Action item:
Your task is to reproduce exactly the lines that run from the beginning of the data through the line where "Salt and IV" appears.

[Stored data]

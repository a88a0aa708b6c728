//! PIN-protected storage of the identity private key.
//!
//! Layout: `base64(salt[16] ‖ iv[12] ‖ AES-256-GCM(pkcs8))`. The wrapping
//! key is PBKDF2-HMAC-SHA256(pin, salt, 100 000 iterations). Salt and IV
//! are fresh on every call, so protecting the same key twice never yields
//! the same blob.
//!
//! No PIN strength floor is enforced here. Callers that want one check
//! [`PinPolicy`] before calling [`encrypt_private_key`].

use crate::cipher::{self, NONCE_SIZE, TAG_SIZE};
use crate::error::{CryptoError, CryptoResult};
use crate::identity::IdentityPrivateKey;
use crate::key::{KdfParams, SALT_SIZE, Salt, derive_key};
use base64::Engine;
use base64::engine::general_purpose::STANDARD as BASE64;
use serde::{Deserialize, Serialize};
use zeroize::Zeroizing;

/// A private key encrypted under a PIN-derived key, base64-encoded.
#[derive(Clone, Debug, PartialEq, Eq, Serialize, Deserialize)]
#[serde(transparent)]
pub struct PinProtectedPrivateKey(String);

impl PinProtectedPrivateKey {
    /// Wraps an already-encoded blob (e.g. loaded from storage).
    pub fn from_encoded(encoded: impl Into<String>) -> Self {
        Self(encoded.into())
    }

    /// Returns the base64 blob.
    pub fn as_str(&self) -> &str {
        &self.0
    }

    pub fn into_string(self) -> String {
        self.0
    }
}

/// Encrypts a private key with a PIN using the default KDF parameters.
pub fn encrypt_private_key(
    private_key: &IdentityPrivateKey,
    pin: &str,
) -> CryptoResult<PinProtectedPrivateKey> {
    encrypt_private_key_with_params(private_key, pin, &KdfParams::default())
}

/// Encrypts a private key with a PIN and explicit KDF parameters.
pub fn encrypt_private_key_with_params(
    private_key: &IdentityPrivateKey,
    pin: &str,
    params: &KdfParams,
) -> CryptoResult<PinProtectedPrivateKey> {
    let salt = Salt::random();
    let wrapping_key = derive_key(pin, &salt, params)?;
    let der = private_key.to_pkcs8_der()?;
    let sealed = cipher::seal(&wrapping_key, &der)?;

    let mut blob = Vec::with_capacity(SALT_SIZE + NONCE_SIZE + sealed.ciphertext.len());
    blob.extend_from_slice(salt.as_bytes());
    blob.extend_from_slice(&sealed.iv);
    blob.extend_from_slice(&sealed.ciphertext);

    Ok(PinProtectedPrivateKey(BASE64.encode(&blob)))
}

/// Decrypts a PIN-protected private key using the default KDF parameters.
///
/// A wrong PIN fails with [`CryptoError::Authentication`].
pub fn decrypt_private_key(
    protected: &PinProtectedPrivateKey,
    pin: &str,
) -> CryptoResult<IdentityPrivateKey> {
    decrypt_private_key_with_params(protected, pin, &KdfParams::default())
}

/// Decrypts a PIN-protected private key with explicit KDF parameters.
pub fn decrypt_private_key_with_params(
    protected: &PinProtectedPrivateKey,
    pin: &str,
    params: &KdfParams,
) -> CryptoResult<IdentityPrivateKey> {
    let blob = BASE64.decode(&protected.0)?;
    if blob.len() < SALT_SIZE + NONCE_SIZE + TAG_SIZE {
        return Err(CryptoError::InvalidFormat(format!(
            "PIN-protected key too short: {} bytes",
            blob.len()
        )));
    }

    let (salt_bytes, rest) = blob.split_at(SALT_SIZE);
    let (iv, ciphertext) = rest.split_at(NONCE_SIZE);

    let mut salt = [0u8; SALT_SIZE];
    salt.copy_from_slice(salt_bytes);
    let wrapping_key = derive_key(pin, &Salt::from_bytes(salt), params)?;

    let der = Zeroizing::new(cipher::open(&wrapping_key, iv, ciphertext)?);
    IdentityPrivateKey::from_pkcs8_der(&der)
}

/// Optional PIN policy for callers that want a strength floor.
#[derive(Clone, Copy, Debug, PartialEq, Eq)]
pub struct PinPolicy {
    pub min_length: usize,
    pub digits_only: bool,
}

impl PinPolicy {
    /// Accepts any PIN, including the empty string.
    pub const NONE: PinPolicy = PinPolicy {
        min_length: 0,
        digits_only: false,
    };

    /// Checks a PIN against this policy.
    pub fn check(&self, pin: &str) -> CryptoResult<()> {
        let len = pin.chars().count();
        if len < self.min_length {
            return Err(CryptoError::WeakPin(format!(
                "PIN must be at least {} characters",
                self.min_length
            )));
        }
        if self.digits_only && !pin.chars().all(|c| c.is_ascii_digit()) {
            return Err(CryptoError::WeakPin(
                "PIN must contain only digits".to_string(),
            ));
        }
        Ok(())
    }
}

impl Default for PinPolicy {
    fn default() -> Self {
        Self::NONE
    }
}
//! Typed request dispatch.

mod support;

use docveil_sync::{
    CredentialManager, CryptoService, Request, Response, StaticToken,
};
use pretty_assertions::assert_eq;
use serde_json::json;
use std::sync::Arc;
use support::bob;

fn service(token: &str) -> CryptoService {
    CryptoService::new(Arc::new(CredentialManager::new(Arc::new(StaticToken::new(
        token,
    )))))
}

async fn logged_in() -> CryptoService {
    let svc = service("token");
    assert_eq!(
        svc.handle(Request::Login).await,
        Response::Auth {
            authenticated: true
        }
    );
    svc
}

fn generate(sheet: &str) -> Request {
    Request::GenerateKey {
        sheet_id: sheet.into(),
    }
}

// ── Auth ──

#[tokio::test]
async fn check_auth_before_and_after_login() {
    let svc = service("token");
    assert_eq!(
        svc.handle(Request::CheckAuth).await,
        Response::Auth {
            authenticated: false
        }
    );
    svc.handle(Request::Login).await;
    assert_eq!(
        svc.handle(Request::CheckAuth).await,
        Response::Auth {
            authenticated: true
        }
    );
}

#[tokio::test]
async fn cell_operations_require_auth() {
    let svc = service("");
    svc.handle(generate("s1")).await;

    let response = svc
        .handle(Request::EncryptCell {
            sheet_id: "s1".into(),
            value: json!("x"),
        })
        .await;
    assert_eq!(
        response,
        Response::Error {
            message: "authentication required".into()
        }
    );
}

// ── Keys and cells ──

#[tokio::test]
async fn cell_roundtrip() {
    let svc = logged_in().await;
    svc.handle(generate("s1")).await;

    let Response::Cell { cell } = svc
        .handle(Request::EncryptCell {
            sheet_id: "s1".into(),
            value: json!({"amount": 42}),
        })
        .await
    else {
        panic!("expected a cell");
    };
    let response = svc
        .handle(Request::DecryptCell {
            sheet_id: "s1".into(),
            cell,
        })
        .await;
    assert_eq!(
        response,
        Response::Value {
            value: json!({"amount": 42})
        }
    );
}

#[tokio::test]
async fn exported_key_imports_elsewhere() {
    let a = logged_in().await;
    let b = logged_in().await;

    let Response::Key { key, .. } = a.handle(generate("s1")).await else {
        panic!("expected a key");
    };
    let response = a
        .handle(Request::ExportKey {
            sheet_id: "s1".into(),
        })
        .await;
    assert_eq!(
        response,
        Response::Key {
            sheet_id: "s1".into(),
            key: key.clone()
        }
    );

    assert_eq!(
        b.handle(Request::ImportKey {
            sheet_id: "s1".into(),
            key
        })
        .await,
        Response::Ok
    );
    let Response::Cell { cell } = a
        .handle(Request::EncryptCell {
            sheet_id: "s1".into(),
            value: json!("shared"),
        })
        .await
    else {
        panic!("expected a cell");
    };
    assert_eq!(
        b.handle(Request::DecryptCell {
            sheet_id: "s1".into(),
            cell
        })
        .await,
        Response::Value {
            value: json!("shared")
        }
    );
}

#[tokio::test]
async fn unknown_sheet_is_an_error_response() {
    let svc = logged_in().await;
    let response = svc
        .handle(Request::ExportKey {
            sheet_id: "nope".into(),
        })
        .await;
    assert!(matches!(response, Response::Error { .. }));
}

#[tokio::test]
async fn malformed_key_import_is_an_error_response() {
    let svc = service("token");
    let response = svc
        .handle(Request::ImportKey {
            sheet_id: "s1".into(),
            key: "c2hvcnQ=".into(),
        })
        .await;
    assert!(matches!(response, Response::Error { .. }));
}

#[tokio::test]
async fn wrap_key_for_member() {
    let svc = service("token");
    let Response::Key { key, .. } = svc.handle(generate("s1")).await else {
        panic!("expected a key");
    };
    let Response::Wrapped { wrapped } = svc
        .handle(Request::WrapKeyFor {
            sheet_id: "s1".into(),
            public_key: bob().public.to_base64().unwrap(),
        })
        .await
    else {
        panic!("expected a wrapped key");
    };

    let unwrapped = docveil_crypto::unwrap_key_base64(&wrapped, &bob().private).unwrap();
    assert_eq!(unwrapped.to_base64(), key);
}

// ── Wire format ──

#[test]
fn requests_are_tagged_by_type() {
    let request: Request =
        serde_json::from_value(json!({"type": "ENCRYPT_CELL", "sheet_id": "s", "value": 1}))
            .unwrap();
    assert_eq!(
        request,
        Request::EncryptCell {
            sheet_id: "s".into(),
            value: json!(1)
        }
    );
    assert_eq!(
        serde_json::to_value(Request::CheckAuth).unwrap(),
        json!({"type": "CHECK_AUTH"})
    );
    assert_eq!(
        serde_json::to_value(Response::Ok).unwrap(),
        json!({"type": "OK"})
    );
}
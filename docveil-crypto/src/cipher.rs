//! AES-256-GCM envelope encryption.
//!
//! Every call to [`encrypt`] draws a fresh 96-bit IV from the OS RNG. The
//! IV is carried next to the ciphertext in an [`Envelope`], base64-encoded,
//! so the envelope is the only thing a reader needs besides the key.
//!
//! Decryption is all-or-nothing: a tag mismatch returns
//! [`CryptoError::Authentication`] and no plaintext.

use crate::error::{CryptoError, CryptoResult};
use crate::key::SymmetricKey;
use aes_gcm::aead::{Aead, AeadCore, KeyInit, OsRng};
use aes_gcm::{Aes256Gcm, Nonce};
use base64::Engine;
use base64::engine::general_purpose::STANDARD as BASE64;
use serde::de::DeserializeOwned;
use serde::{Deserialize, Serialize};

/// Size of the AES-GCM IV in bytes.
pub const NONCE_SIZE: usize = 12;

/// Size of the AES-GCM authentication tag in bytes.
pub const TAG_SIZE: usize = 16;

/// An encrypted payload: base64 IV plus base64 ciphertext (tag appended).
#[derive(Clone, Debug, PartialEq, Eq, Serialize, Deserialize)]
pub struct Envelope {
    pub iv: String,
    pub ct: String,
}

/// Envelope variant used for single cells and fields, `{iv, data}` on the wire.
#[derive(Clone, Debug, PartialEq, Eq, Serialize, Deserialize)]
pub struct CellEnvelope {
    pub iv: String,
    pub data: String,
}

impl From<Envelope> for CellEnvelope {
    fn from(env: Envelope) -> Self {
        Self {
            iv: env.iv,
            data: env.ct,
        }
    }
}

impl From<CellEnvelope> for Envelope {
    fn from(cell: CellEnvelope) -> Self {
        Self {
            iv: cell.iv,
            ct: cell.data,
        }
    }
}

/// Raw IV and ciphertext, before base64 encoding.
pub(crate) struct Sealed {
    pub iv: [u8; NONCE_SIZE],
    pub ciphertext: Vec<u8>,
}

pub(crate) fn seal(key: &SymmetricKey, plaintext: &[u8]) -> CryptoResult<Sealed> {
    let cipher = Aes256Gcm::new(key.as_bytes().into());
    let nonce = Aes256Gcm::generate_nonce(&mut OsRng);

    let ciphertext = cipher
        .encrypt(&nonce, plaintext)
        .map_err(|e| CryptoError::Encryption(format!("AES-GCM encrypt: {e}")))?;

    Ok(Sealed {
        iv: nonce.into(),
        ciphertext,
    })
}

pub(crate) fn open(key: &SymmetricKey, iv: &[u8], ciphertext: &[u8]) -> CryptoResult<Vec<u8>> {
    if iv.len() != NONCE_SIZE {
        return Err(CryptoError::InvalidFormat(format!(
            "IV must be {NONCE_SIZE} bytes, got {}",
            iv.len()
        )));
    }
    if ciphertext.len() < TAG_SIZE {
        return Err(CryptoError::Authentication);
    }

    let cipher = Aes256Gcm::new(key.as_bytes().into());
    cipher
        .decrypt(Nonce::from_slice(iv), ciphertext)
        .map_err(|_| CryptoError::Authentication)
}

/// Encrypts raw bytes into an [`Envelope`].
pub fn encrypt_bytes(key: &SymmetricKey, plaintext: &[u8]) -> CryptoResult<Envelope> {
    let sealed = seal(key, plaintext)?;
    Ok(Envelope {
        iv: BASE64.encode(sealed.iv),
        ct: BASE64.encode(&sealed.ciphertext),
    })
}

/// Decrypts an [`Envelope`] into raw bytes.
pub fn decrypt_bytes(key: &SymmetricKey, envelope: &Envelope) -> CryptoResult<Vec<u8>> {
    let iv = BASE64.decode(&envelope.iv)?;
    let ciphertext = BASE64.decode(&envelope.ct)?;
    open(key, &iv, &ciphertext)
}

/// Serializes `payload` as JSON and encrypts it.
pub fn encrypt<T: Serialize + ?Sized>(payload: &T, key: &SymmetricKey) -> CryptoResult<Envelope> {
    let json = serde_json::to_vec(payload)?;
    encrypt_bytes(key, &json)
}

/// Decrypts an envelope and deserializes the JSON payload.
pub fn decrypt<T: DeserializeOwned>(envelope: &Envelope, key: &SymmetricKey) -> CryptoResult<T> {
    let plaintext = decrypt_bytes(key, envelope)?;
    Ok(serde_json::from_slice(&plaintext)?)
}

/// Encrypts a single cell or field value.
pub fn encrypt_cell<T: Serialize + ?Sized>(value: &T, key: &SymmetricKey) -> CryptoResult<CellEnvelope> {
    encrypt(value, key).map(CellEnvelope::from)
}

/// Decrypts a single cell or field value.
pub fn decrypt_cell<T: DeserializeOwned>(cell: &CellEnvelope, key: &SymmetricKey) -> CryptoResult<T> {
    decrypt(&Envelope::from(cell.clone()), key)
}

Task response:
repository a88a0aa708b6c728
//! PIN-protected storage of the identity private key.
//!
//! Layout: `base64(salt[16] ‖ iv[12] ‖ AES-256-GCM(pkcs8))`. The wrapping
//! key is PBKDF2-HMAC-SHA256(pin, salt, 100 000 iterations). Salt and IV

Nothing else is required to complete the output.